Start of DATA SUPPLIED

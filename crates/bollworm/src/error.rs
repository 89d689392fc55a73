//! Error types for bollworm.
//!
//! This module defines all error types used throughout the bollworm crate,
//! providing detailed context for debugging and user-friendly error messages.

use std::path::PathBuf;
use thiserror::Error;

/// The main error type for bollworm operations.
#[derive(Error, Debug)]
pub enum Error {
    // === Storage Errors ===
    /// Failed to open or create the database.
    #[error("failed to open database at {path}: {source}")]
    DatabaseOpen {
        /// Path to the database file.
        path: PathBuf,
        /// The underlying error.
        #[source]
        source: rusqlite::Error,
    },

    /// A database query failed.
    #[error("database query failed: {0}")]
    DatabaseQuery(#[from] rusqlite::Error),

    /// Failed to run database migrations.
    #[error("database migration failed: {message}")]
    DatabaseMigration {
        /// Description of what went wrong.
        message: String,
    },

    /// Failed to create a required directory.
    #[error("failed to create directory {path}: {source}")]
    DirectoryCreate {
        /// Path that couldn't be created.
        path: PathBuf,
        /// The underlying error.
        #[source]
        source: std::io::Error,
    },

    // === Configuration Errors ===
    /// Failed to load configuration.
    #[error("failed to load configuration: {0}")]
    ConfigLoad(Box<figment::Error>),

    /// Configuration validation failed.
    #[error("invalid configuration: {message}")]
    ConfigValidation {
        /// Description of the validation failure.
        message: String,
    },

    // === Input Errors ===
    /// A larval count was not a finite, non-negative decimal number.
    #[error("invalid {field} count '{value}': {reason}")]
    InvalidCount {
        /// Which generation the count belongs to.
        field: &'static str,
        /// The rejected input, as the user supplied it.
        value: String,
        /// Why the input was rejected.
        reason: &'static str,
    },

    /// A date could not be parsed.
    #[error("invalid date '{value}': expected YYYY-MM-DD")]
    InvalidDate {
        /// The rejected input.
        value: String,
    },

    /// Command-line arguments were individually valid but conflict.
    #[error("invalid arguments: {message}")]
    InvalidArgument {
        /// What is wrong with the combination.
        message: String,
    },

    /// No record exists with the given id.
    #[error("record {id} not found")]
    RecordNotFound {
        /// The id that was looked up.
        id: i64,
    },

    // === I/O Errors ===
    /// File system operation failed.
    #[error("I/O error: {0}")]
    Io(#[from] std::io::Error),

    // === Serialization Errors ===
    /// JSON serialization/deserialization failed.
    #[error("JSON error: {0}")]
    Json(#[from] serde_json::Error),
}

/// A specialized Result type for bollworm operations.
pub type Result<T> = std::result::Result<T, Error>;

impl From<figment::Error> for Error {
    fn from(err: figment::Error) -> Self {
        Self::ConfigLoad(Box::new(err))
    }
}

impl Error {
    /// Create an invalid count error.
    #[must_use]
    pub fn invalid_count(field: &'static str, value: impl Into<String>, reason: &'static str) -> Self {
        Self::InvalidCount {
            field,
            value: value.into(),
            reason,
        }
    }

    /// Create an invalid date error.
    #[must_use]
    pub fn invalid_date(value: impl Into<String>) -> Self {
        Self::InvalidDate {
            value: value.into(),
        }
    }

    /// Create an invalid argument error.
    #[must_use]
    pub fn invalid_argument(message: impl Into<String>) -> Self {
        Self::InvalidArgument {
            message: message.into(),
        }
    }

    /// Check if this error was caused by bad user input rather than the environment.
    #[must_use]
    pub fn is_input_error(&self) -> bool {
        matches!(
            self,
            Self::InvalidCount { .. }
                | Self::InvalidDate { .. }
                | Self::InvalidArgument { .. }
                | Self::RecordNotFound { .. }
        )
    }
}
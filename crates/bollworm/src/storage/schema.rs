//! `SQLite` schema definitions for bollworm.
//!
//! This module contains the SQL statements for creating and managing
//! the database schema.

/// SQL statement to create the records table.
pub const CREATE_RECORDS_TABLE: &str = r"
CREATE TABLE IF NOT EXISTS records (
    id INTEGER PRIMARY KEY AUTOINCREMENT,
    first_gen_count REAL NOT NULL CHECK (first_gen_count >= 0),
    second_gen_count REAL NOT NULL CHECK (second_gen_count >= 0),
    estimated_loss REAL NOT NULL,
    recorded_date TEXT NOT NULL,
    created_at TEXT NOT NULL,
    updated_at TEXT NOT NULL
)
";

/// SQL statement to create an index on `recorded_date` for listing.
pub const CREATE_DATE_INDEX: &str = r"
CREATE INDEX IF NOT EXISTS idx_records_date ON records(recorded_date DESC)
";

/// SQL statement to create the metadata table for storing key-value pairs.
pub const CREATE_METADATA_TABLE: &str = r"
CREATE TABLE IF NOT EXISTS metadata (
    key TEXT PRIMARY KEY,
    value TEXT NOT NULL
)
";

/// All schema creation statements in order.
pub const SCHEMA_STATEMENTS: &[&str] = &[
    CREATE_RECORDS_TABLE,
    CREATE_DATE_INDEX,
    CREATE_METADATA_TABLE,
];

End of DATA SUPPLIED

DIRECTIONS FOR THIS TASK
Filter the data above by the word "rusqlite" and copy every line that matches.

REPLY
        source: rusqlite::Error,
    DatabaseQuery(#[from] rusqlite::Error),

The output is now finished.